Although located in the equatorial belt, Rwanda has a temperate climate having an average altitude of 1700 meters above sea level: the average temperature is 20°C and rainfall is mainly concentrated in two seasons (March-May and October-December) with rare periods of drought. The soil is particularly fertile, in part because of the presence of numerous volcanoes: the Volcanoes National Park is home to as many as five belonging to the Virunga mountain range.
Coffee cultivation began in 1930 by the Belgian colonial government and today employs about 400,000 people with 70 million trees and a production of about 27,000 tons. The quality of green coffee, almost exclusively of Arabica species – French Mission Bourbon variety, is appreciated all over the world and its production is now a major source of income for the country’s economy.
On the other hand, agricultural activity remains insufficient to support the entire needs of the population (the country is the most densely populated in Africa) and imports consequently exceed total exports; this is also due to the process of desertification that has affected the country since the civil wars of 1994 and the indiscriminate cutting down of trees by displaced people, as well as intense land use due to the very high population density.
To this must be added some critical logistical and geographical issues that contribute to making Rwanda’s already weak economic condition even more critical. These include an inadequate infrastructure system and lack of direct outlets to the sea.

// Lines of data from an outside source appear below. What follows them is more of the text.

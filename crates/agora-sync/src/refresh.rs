use std::future::Future;
use std::time::Duration;

use futures_util::{Sink, SinkExt, StreamExt};
use tokio::sync::mpsc;
use tokio::time::{Interval, MissedTickBehavior};
use tokio_tungstenite::connect_async;
use tokio_tungstenite::tungstenite::Message as WsMessage;
use tracing::{debug, info, warn};
use uuid::Uuid;

use agora_types::events::{GatewayCommand, GatewayEvent};
use agora_types::models::StreamId;

use crate::config::SyncConfig;
use crate::error::ClientError;

/// Why the client should refetch.
#[derive(Debug, Clone)]
pub enum RefreshTrigger {
    Tick,
    Focus,
    Push(GatewayEvent),
}

/// Where refresh triggers come from. The state machine only ever sees
/// triggers, so a timer and a push subscription are interchangeable.
pub trait RefreshSource: Send + 'static {
    /// Next trigger; `None` means the source is exhausted.
    fn next(&mut self) -> impl Future<Output = Option<RefreshTrigger>> + Send;

    /// Called when the viewed stream changes.
    fn retarget(&mut self, _stream: Option<StreamId>) {}
}

/// Fixed-interval polling.
pub struct IntervalSource {
    interval: Interval,
}

impl IntervalSource {
    pub fn new(period: Duration) -> Self {
        let mut interval = tokio::time::interval_at(tokio::time::Instant::now() + period, period);
        interval.set_missed_tick_behavior(MissedTickBehavior::Delay);
        Self { interval }
    }
}

impl RefreshSource for IntervalSource {
    async fn next(&mut self) -> Option<RefreshTrigger> {
        self.interval.tick().await;
        Some(RefreshTrigger::Tick)
    }

    /// A new stream starts a fresh period instead of inheriting the old timer.
    fn retarget(&mut self, _stream: Option<StreamId>) {
        self.interval.reset();
    }
}

/// Gateway events pushed by the server, with subscription updates sent back.
pub struct PushSource {
    events: mpsc::Receiver<GatewayEvent>,
    commands: mpsc::Sender<GatewayCommand>,
}

impl PushSource {
    pub fn new(events: mpsc::Receiver<GatewayEvent>, commands: mpsc::Sender<GatewayCommand>) -> Self {
        Self { events, commands }
    }

    /// Open the `/gateway` WebSocket, identify, and wait for `Ready`.
    pub async fn connect(config: &SyncConfig) -> Result<Self, ClientError> {
        let url = config.gateway_url();
        let (ws, _) = connect_async(url.as_str())
            .await
            .map_err(|e| ClientError::Network(e.to_string()))?;
        let (mut sink, mut stream) = ws.split();

        let identify = GatewayCommand::Identify {
            token: config.token.clone(),
        };
        send_command(&mut sink, &identify).await?;

        loop {
            match stream.next().await {
                Some(Ok(WsMessage::Text(text))) => match serde_json::from_str::<GatewayEvent>(text.as_str()) {
                    Ok(GatewayEvent::Ready { user_id, name }) => {
                        info!("Gateway ready for {} ({})", name, user_id);
                        break;
                    }
                    Ok(other) => debug!("Ignoring pre-Ready event: {:?}", other),
                    Err(e) => warn!("Malformed gateway frame: {}", e),
                },
                Some(Ok(WsMessage::Close(_))) | None => return Err(ClientError::Unauthorized),
                Some(Ok(_)) => {}
                Some(Err(e)) => return Err(ClientError::Network(e.to_string())),
            }
        }

        let (event_tx, event_rx) = mpsc::channel(64);
        let (command_tx, mut command_rx) = mpsc::channel::<GatewayCommand>(8);

        tokio::spawn(async move {
            loop {
                tokio::select! {
                    frame = stream.next() => match frame {
                        Some(Ok(WsMessage::Text(text))) => {
                            match serde_json::from_str::<GatewayEvent>(text.as_str()) {
                                Ok(event) => {
                                    if event_tx.send(event).await.is_err() {
                                        break;
                                    }
                                }
                                Err(e) => warn!("Malformed gateway frame: {}", e),
                            }
                        }
                        Some(Ok(WsMessage::Close(_))) | None => break,
                        Some(Ok(_)) => {}
                        Some(Err(e)) => {
                            warn!("Gateway read failed: {}", e);
                            break;
                        }
                    },
                    command = command_rx.recv() => match command {
                        Some(command) => {
                            if send_command(&mut sink, &command).await.is_err() {
                                break;
                            }
                        }
                        None => break,
                    },
                }
            }
            debug!("Gateway connection closed");
        });

        Ok(Self::new(event_rx, command_tx))
    }
}

async fn send_command<S>(sink: &mut S, command: &GatewayCommand) -> Result<(), ClientError>
where
    S: Sink<WsMessage> + Unpin,
    S::Error: std::fmt::Display,
{
    let json = serde_json::to_string(command).map_err(|e| ClientError::Network(e.to_string()))?;
    sink.send(WsMessage::Text(json.into()))
        .await
        .map_err(|e| ClientError::Network(e.to_string()))
}

impl RefreshSource for PushSource {
    async fn next(&mut self) -> Option<RefreshTrigger> {
        self.events.recv().await.map(RefreshTrigger::Push)
    }

    fn retarget(&mut self, stream: Option<StreamId>) {
        let stream_ids: Vec<Uuid> = stream.map(|s| s.id()).into_iter().collect();
        if self
            .commands
            .try_send(GatewayCommand::Subscribe { stream_ids })
            .is_err()
        {
            warn!("Gateway subscription update dropped");
        }
    }
}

For this reason, much of the resources in recent years from local government have been directed to the development of basic infrastructure, but it has not yet been able to make a substantial impact on the country’s financial possibilities.
As of today, in fact, the country still ranks among the poorest in the world with a per capita GDP of $732, and the agricultural sector, which once employed 90 percent of Rwanda’s population, has collapsed dramatically over the years. Indeed, until 1990 this sector accounted for 60 percent of total export volume, while in 2001 it counted for only 20 percent due to the economic devastation caused by the genocide combined with the collapse of coffee prices in the second half of the 1990s.
Today, with a 10-year development program, Rwanda is becoming one of the most important and in-demand coffee producers. The fine grains from this area are in demand by most of the largest chains and marketed worldwide.
The coffee sector can now provide stable employment for about 400 thousand smallholder families who derive their livelihood from about 70 million plants with a production of about 27 thousand tons. The plantations are very small and all together occupy only 35000 hectares distributed at an altitude between 900 and 2400 m.
Creating some problems for coffee quality is the risk of encountering “potato defect,” an unpleasant aroma reminiscent of raw potato and affecting individual beans. The defect is given by an Antestia nime insect that releases pyrazines inside the grain imparting this unpleasant taste.